Extracting features for Clean lab - using UNI

In [4]:
import os
import torch
import numpy as np
import pandas as pd
import tqdm
from torch.utils.data import Dataset, DataLoader
import skimage.transform
import timm

# -----------------------------
# Dataset
# -----------------------------
class PatchDataset(Dataset):
    def __init__(self, csv_path, transform=None):
        self.df = pd.read_csv(csv_path)
        self.label_map = {'FA': 0, 'PT': 1}
        self.transform = transform

    def __len__(self):
        return len(self.df)

    def __getitem__(self, idx):
        path = self.df.iloc[idx]['path']
        patch = np.load(path)

        if patch.shape[-1] == 3:
            patch = np.transpose(patch, (2, 0, 1))
        if patch.shape[1:] != (224, 224):
            patch = skimage.transform.resize(patch, (3, 224, 224), anti_aliasing=True)
        patch = torch.tensor(patch, dtype=torch.float32)
        label = self.label_map[self.df.iloc[idx]['label']]
        return patch, label, path

# -----------------------------
# UNI Backbone
# -----------------------------
class UNIEncoderOnly(torch.nn.Module):
    def __init__(self):
        super().__init__()
        self.model = timm.create_model(
            "vit_large_patch16_224",
            img_size=224,
            patch_size=16,
            init_values=1e-5,
            num_classes=0,
            dynamic_img_size=True,
            pretrained=False,
        )
        ckpt = r"C:\Users\Vivian\Documents\CONCH\checkpoints\uni\pytorch_model.bin"
        self.model.load_state_dict(torch.load(ckpt, map_location="cpu"), strict=True)

    def forward(self, x):
        return self.model(x)

# -----------------------------
# Extract + Save
# -----------------------------
def extract_and_save_embeddings(csv_path, output_path):
    dataset = PatchDataset(csv_path)
    loader = DataLoader(dataset, batch_size=32, shuffle=False)

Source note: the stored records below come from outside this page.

//! xml5 CLI
//!
//! Parses an XML5 document and prints the resulting tree, the raw token
//! stream, or the parse errors.

use std::fs;
use std::path::PathBuf;

use anyhow::{Context, Result, bail};
use clap::Parser;
use owo_colors::OwoColorize;
use xml5_common::warning::clear_warnings;
use xml5_dom::dump_tree;
use xml5_parser::{ParseError, Token, XmlParser, XmlTokenizer};

/// xml5: forgiving XML parser and tree dumper
#[derive(Parser, Debug)]
#[command(name = "xml5")]
#[command(author, version, about, long_about = None)]
#[command(after_help = r#"EXAMPLES:
    # Print the tree for a file
    xml5 ./feed.xml

    # Parse inline XML
    xml5 --xml '<a xmlns="urn:x"><b/></a>'

    # Show the token stream instead of the tree
    xml5 --tokens ./feed.xml

    # Tokens as JSON, one per line
    xml5 --tokens --json ./feed.xml

    # Feed the input eight characters at a time
    xml5 --chunk-size 8 ./feed.xml
"#)]
struct Cli {
    /// Path to an XML file
    #[arg(value_name = "FILE")]
    path: Option<PathBuf>,

    /// Parse this string instead of a file
    #[arg(long, value_name = "XML")]
    xml: Option<String>,

    /// Print the token stream instead of the tree
    #[arg(short, long)]
    tokens: bool,

    /// Print tokens and errors as JSON
    #[arg(long)]
    json: bool,

    /// Stop at the first parse error
    #[arg(long)]
    strict: bool,

    /// Feed the input in chunks of this many characters
    #[arg(long, value_name = "N")]
    chunk_size: Option<usize>,
}

fn main() -> Result<()> {
    let cli = Cli::parse();
    clear_warnings();

    let input = load_input(&cli)?;
    let chunks = split_chunks(&input, cli.chunk_size);

    if cli.tokens {
        print_tokens(&chunks, cli.json)?;
        return Ok(());
    }

    let mut parser = XmlParser::new();
    if cli.strict {
        parser = parser.with_strict_mode();
    }
    for chunk in &chunks {
        parser.feed(chunk)?;
    }
    let (tree, errors) = parser.finish_with_errors()?;

    println!("{}", "=== Document Tree ===".bold());
    println!("{}", dump_tree(&tree));
    print_errors(&errors, cli.json)?;
    Ok(())
}

/// Read the document from `--xml` or the file argument.
fn load_input(cli: &Cli) -> Result<String> {
    if let Some(ref xml) = cli.xml {
        Ok(xml.clone())
    } else if let Some(ref path) = cli.path {
        fs::read_to_string(path).with_context(|| format!("reading {}", path.display()))
    } else {
        bail!("expected a file path or --xml")
    }
}

/// Split on character boundaries. No chunk size means a single chunk.
fn split_chunks(input: &str, size: Option<usize>) -> Vec<String> {
    match size {
        Some(size) if size > 0 => {
            let chars: Vec<char> = input.chars().collect();
            chars.chunks(size).map(|chunk| chunk.iter().collect()).collect()
        }
        _ => vec![input.to_string()],
    }
}

fn print_tokens(chunks: &[String], json: bool) -> Result<()> {
    let mut tokenizer = XmlTokenizer::new();
    let mut tokens: Vec<Token> = Vec::new();
    for chunk in chunks {
        tokenizer.feed(chunk);
        tokens.extend(tokenizer.take_tokens());
    }
    tokenizer.end();
    tokens.extend(tokenizer.take_tokens());

    if !json {
        println!("{}", "=== Tokens ===".bold());
    }
    for token in &tokens {
        if json {
            println!("{}", serde_json::to_string(token)?);
        } else if let Token::ParseError(error) = token {
            println!("{}", format!("  {error}").red());
        } else {
            println!("  {token}");
        }
    }
    if let Some(failure) = tokenizer.failure() {
        bail!("{failure}");
    }
    Ok(())
}

fn print_errors(errors: &[ParseError], json: bool) -> Result<()> {
    if json {
        println!("{}", serde_json::to_string_pretty(errors)?);
        return Ok(());
    }
    if errors.is_empty() {
        println!("\n{}", "No parse errors".green());
        return Ok(());
    }
    println!("\n{}", format!("=== Parse Errors ({}) ===", errors.len()).yellow());
    for error in errors {
        println!("  - {error}");
    }
    Ok(())
}
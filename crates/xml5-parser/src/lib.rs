//! Streaming XML5 tokenizer and tree builder.
//!
//! XML5 parses any input into a tree, the way HTML parsers do: malformed
//! markup produces recorded parse errors, never a refusal.
//!
//! # Scope
//!
//! This crate implements:
//! - **Tokenizer** ([`tokenizer`])
//!   - Chunked input over a transactional buffer, so the token stream does
//!     not depend on where chunks are split
//!   - Tags, attributes, comments, CDATA sections, processing instructions
//!   - Named, numeric and parameter entity references, with a limit on
//!     recursive expansion
//!   - The DOCTYPE internal subset: `<!ENTITY>` and `<!ATTLIST>` defaults
//!
//! - **Tree builder** ([`parser`])
//!   - Start, main and end phases around the root element
//!   - `</>` short end tags and recovery from unmatched end tags
//!   - Namespace resolution for elements and attributes
//!   - Optional strict mode that stops at the first parse error
//!
//! # Not Implemented
//!
//! - External entities and external DTD subsets
//! - DTD validation
//! - Entity or parameter references inside ATTLIST default values, which
//!   stop the parse with [`XmlError::Unsupported`]

/// Parse errors and fatal errors.
pub mod error;
/// Tree construction from tokens.
pub mod parser;
/// XML5 tokenizer.
pub mod tokenizer;

pub use error::{ErrorCode, ParseError, XmlError};
pub use parser::{
    Phase, TreeSink, XML_NAMESPACE, XMLNS_NAMESPACE, XmlParser, parse_str, parse_str_with_errors,
};
pub use tokenizer::{Attribute, Token, XmlTokenizer};
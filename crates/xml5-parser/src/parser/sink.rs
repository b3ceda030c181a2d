use std::fmt;

use xml5_dom::{DomTree, ElementData, NodeId, NodeType};

/// Where the tree builder puts what it builds.
///
/// The builder only ever creates nodes and appends them, so a sink needs no
/// removal or reparenting. [`DomTree`] is the stock implementation; a sink
/// that streams nodes elsewhere only has to hand out handles it can resolve
/// later.
pub trait TreeSink {
    /// Identifies a node created by this sink.
    type Handle: Copy + PartialEq + fmt::Debug;

    /// The document node. Top-level content is appended here.
    fn document(&self) -> Self::Handle;

    /// Create a detached element.
    fn create_element(&mut self, element: ElementData) -> Self::Handle;

    /// Create a detached text node.
    fn create_text(&mut self, data: &str) -> Self::Handle;

    /// Create a detached comment.
    fn create_comment(&mut self, data: &str) -> Self::Handle;

    /// Create a detached processing instruction.
    fn create_processing_instruction(&mut self, target: &str, data: &str) -> Self::Handle;

    /// Append `child` as the last child of `parent`.
    fn append_child(&mut self, parent: Self::Handle, child: Self::Handle);

    /// The last child of `parent`, if any.
    fn last_child(&self, parent: Self::Handle) -> Option<Self::Handle>;

    /// Append `data` to the text node `node`. Returns `false` if `node` is
    /// not a text node.
    fn append_to_text(&mut self, node: Self::Handle, data: &str) -> bool;

    /// The value of the attribute `name`, looked up by qualified name, on
    /// the element `element`.
    fn attribute(&self, element: Self::Handle, name: &str) -> Option<&str>;

    /// Append character data to `parent`, merging it into a trailing text
    /// child so adjacent runs become one node.
    fn append_text(&mut self, parent: Self::Handle, data: &str) {
        if let Some(last) = self.last_child(parent)
            && self.append_to_text(last, data)
        {
            return;
        }
        let text = self.create_text(data);
        self.append_child(parent, text);
    }
}

impl TreeSink for DomTree {
    type Handle = NodeId;

    fn document(&self) -> NodeId {
        self.root()
    }

    fn create_element(&mut self, element: ElementData) -> NodeId {
        self.alloc(NodeType::Element(element))
    }

    fn create_text(&mut self, data: &str) -> NodeId {
        self.alloc(NodeType::Text(data.to_string()))
    }

    fn create_comment(&mut self, data: &str) -> NodeId {
        self.alloc(NodeType::Comment(data.to_string()))
    }

    fn create_processing_instruction(&mut self, target: &str, data: &str) -> NodeId {
        self.alloc(NodeType::ProcessingInstruction {
            target: target.to_string(),
            data: data.to_string(),
        })
    }

    fn append_child(&mut self, parent: NodeId, child: NodeId) {
        Self::append_child(self, parent, child);
    }

    fn last_child(&self, parent: NodeId) -> Option<NodeId> {
        Self::last_child(self, parent)
    }

    fn append_to_text(&mut self, node: NodeId, data: &str) -> bool {
        Self::append_to_text(self, node, data)
    }

    fn attribute(&self, element: NodeId, name: &str) -> Option<&str> {
        self.as_element(element)?.attribute(name)
    }

    fn append_text(&mut self, parent: NodeId, data: &str) {
        self.insert_text(parent, data);
    }
}
//! Tests for namespace resolution of elements and attributes.

use xml5_dom::{Attr, DomTree, ElementData, NodeId};
use xml5_parser::parser::namespace::{declaration_name, split_qualified_name};
use xml5_parser::{XML_NAMESPACE, XMLNS_NAMESPACE, parse_str};

/// Helper to parse a document that is expected to succeed.
fn parse(input: &str) -> DomTree {
    parse_str(input).unwrap()
}

/// Helper to find the first element with the given qualified name, in
/// document order.
fn find_element<'a>(tree: &'a DomTree, tag_name: &str) -> Option<&'a ElementData> {
    fn walk<'a>(tree: &'a DomTree, id: NodeId, tag_name: &str) -> Option<&'a ElementData> {
        if let Some(element) = tree.as_element(id)
            && element.tag_name == tag_name
        {
            return Some(element);
        }
        tree.children(id)
            .iter()
            .find_map(|&child| walk(tree, child, tag_name))
    }
    walk(tree, NodeId::ROOT, tag_name)
}

fn namespace_of<'a>(tree: &'a DomTree, tag_name: &str) -> Option<&'a str> {
    find_element(tree, tag_name).map(|element| element.namespace.as_str())
}

fn attr<'a>(element: &'a ElementData, name: &str) -> Option<&'a Attr> {
    element.attrs.iter().find(|attr| attr.name == name)
}

// ========== name splitting ==========

#[test]
fn test_split_at_first_colon() {
    assert_eq!(split_qualified_name("a"), (None, "a"));
    assert_eq!(split_qualified_name("p:a"), (Some("p"), "a"));
    assert_eq!(split_qualified_name("a:b:c"), (Some("a"), "b:c"));
}

#[test]
fn test_declaration_name() {
    assert_eq!(declaration_name(None), "xmlns");
    assert_eq!(declaration_name(Some("svg")), "xmlns:svg");
}

// ========== elements ==========

#[test]
fn test_no_declarations_means_no_namespace() {
    let tree = parse("<a><b/></a>");
    assert_eq!(namespace_of(&tree, "a"), Some(""));
    assert_eq!(namespace_of(&tree, "b"), Some(""));
}

#[test]
fn test_default_namespace_is_inherited() {
    let tree = parse(r#"<a xmlns="urn:a"><b/></a>"#);
    assert_eq!(namespace_of(&tree, "a"), Some("urn:a"));
    assert_eq!(namespace_of(&tree, "b"), Some("urn:a"));
}

#[test]
fn test_default_namespace_can_be_undeclared() {
    let tree = parse(r#"<a xmlns="urn:a"><b xmlns=""><c/></b></a>"#);
    assert_eq!(namespace_of(&tree, "b"), Some(""));
    assert_eq!(namespace_of(&tree, "c"), Some(""));
}

#[test]
fn test_prefixed_element() {
    let tree = parse(r#"<p:a xmlns:p="urn:p"><p:b/></p:a>"#);
    let b = find_element(&tree, "p:b");
    assert_eq!(b.map(|e| e.namespace.as_str()), Some("urn:p"));
    assert_eq!(b.and_then(|e| e.prefix.as_deref()), Some("p"));
    assert_eq!(b.map(|e| e.local_name.as_str()), Some("b"));
}

#[test]
fn test_innermost_declaration_wins() {
    let tree = parse(r#"<a xmlns:p="urn:1"><b xmlns:p="urn:2"><p:c/></b><p:d/></a>"#);
    assert_eq!(namespace_of(&tree, "p:c"), Some("urn:2"));
    assert_eq!(namespace_of(&tree, "p:d"), Some("urn:1"));
}

#[test]
fn test_undeclared_prefix_has_no_namespace() {
    let tree = parse("<q:a/>");
    let a = find_element(&tree, "q:a");
    assert_eq!(a.map(|e| e.namespace.as_str()), Some(""));
    assert_eq!(a.and_then(|e| e.prefix.as_deref()), Some("q"));
}

// ========== attributes ==========

#[test]
fn test_unprefixed_attribute_ignores_default_namespace() {
    let tree = parse(r#"<a xmlns="urn:a" k="v"/>"#);
    let a = find_element(&tree, "a").unwrap();
    assert_eq!(attr(a, "k").map(|at| at.namespace.as_str()), Some(""));
}

#[test]
fn test_namespace_declarations_are_in_xmlns_namespace() {
    let tree = parse(r#"<a xmlns="urn:a" xmlns:p="urn:p"/>"#);
    let a = find_element(&tree, "a").unwrap();

    let default = attr(a, "xmlns").unwrap();
    assert_eq!(default.namespace, XMLNS_NAMESPACE);
    assert_eq!(default.prefix, None);
    assert_eq!(default.local_name, "xmlns");

    let prefixed = attr(a, "xmlns:p").unwrap();
    assert_eq!(prefixed.namespace, XMLNS_NAMESPACE);
    assert_eq!(prefixed.prefix.as_deref(), Some("xmlns"));
    assert_eq!(prefixed.local_name, "p");
}

#[test]
fn test_xml_prefix_needs_no_declaration() {
    let tree = parse(r#"<a xml:lang="en"/>"#);
    let a = find_element(&tree, "a").unwrap();
    assert_eq!(
        attr(a, "xml:lang").map(|at| at.namespace.as_str()),
        Some(XML_NAMESPACE)
    );
    assert_eq!(a.attribute_ns(XML_NAMESPACE, "lang"), Some("en"));
}

#[test]
fn test_prefixed_attribute_uses_ancestor_declaration() {
    let tree = parse(r#"<p:a xmlns:p="urn:p"><p:b q="1" p:r="2"/></p:a>"#);
    let b = find_element(&tree, "p:b").unwrap();
    assert_eq!(attr(b, "q").map(|at| at.namespace.as_str()), Some(""));
    assert_eq!(attr(b, "p:r").map(|at| at.namespace.as_str()), Some("urn:p"));
    assert_eq!(b.attribute_ns("urn:p", "r"), Some("2"));
}

#[test]
fn test_attributes_equal_after_resolution_keep_first() {
    let tree = parse(r#"<a xmlns:p="urn:x" xmlns:q="urn:x" p:k="1" q:k="2"/>"#);
    let a = find_element(&tree, "a").unwrap();
    let names: Vec<&str> = a.attrs.iter().map(|at| at.name.as_str()).collect();
    assert_eq!(names, vec!["xmlns:p", "xmlns:q", "p:k"]);
    assert_eq!(a.attribute_ns("urn:x", "k"), Some("1"));
}

#[test]
fn test_duplicate_attribute_keeps_first_value() {
    let tree = parse(r#"<a x="1" x="2"/>"#);
    let a = find_element(&tree, "a").unwrap();
    assert_eq!(a.attrs.len(), 1);
    assert_eq!(a.attribute("x"), Some("1"));
}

    encoder = UNIEncoderOnly().to(device)
    encoder.eval()

    all_embeddings = []
    with torch.no_grad():
        for batch in tqdm.tqdm(loader, desc="Extracting UNI embeddings"):
            images, _, _ = batch  # unpack
            images = images.to(device)
            features = encoder(images)  # [B, 1024]
            all_embeddings.append(features.cpu().numpy())

    feature_array = np.concatenate(all_embeddings, axis=0)
    # ✅ Ensure output directory exists
    os.makedirs(os.path.dirname(output_path), exist_ok=True)
    
    np.save(output_path, feature_array)
    print(f"✅ Saved embeddings to {output_path} with shape {feature_array.shape}")

# -----------------------------
# Run
# -----------------------------
device = torch.device("cuda" if torch.cuda.is_available() else "cpu")
extract_and_save_embeddings(
    csv_path=r"C:\Users\Vivian\Documents\cleanlab\patch_metadata.csv",
    output_path=r"C:\Users\Vivian\Documents\CONCH\embeddings\UNI_test_features.npy"
)


  self.model.load_state_dict(torch.load(ckpt, map_location="cpu"), strict=True)
Extracting UNI embeddings: 100%|██████████| 16509/16509 [1:54:29<00:00,  2.40it/s] 


✅ Saved embeddings to C:\Users\Vivian\Documents\CONCH\embeddings\UNI_test_features.npy with shape (528284, 1024)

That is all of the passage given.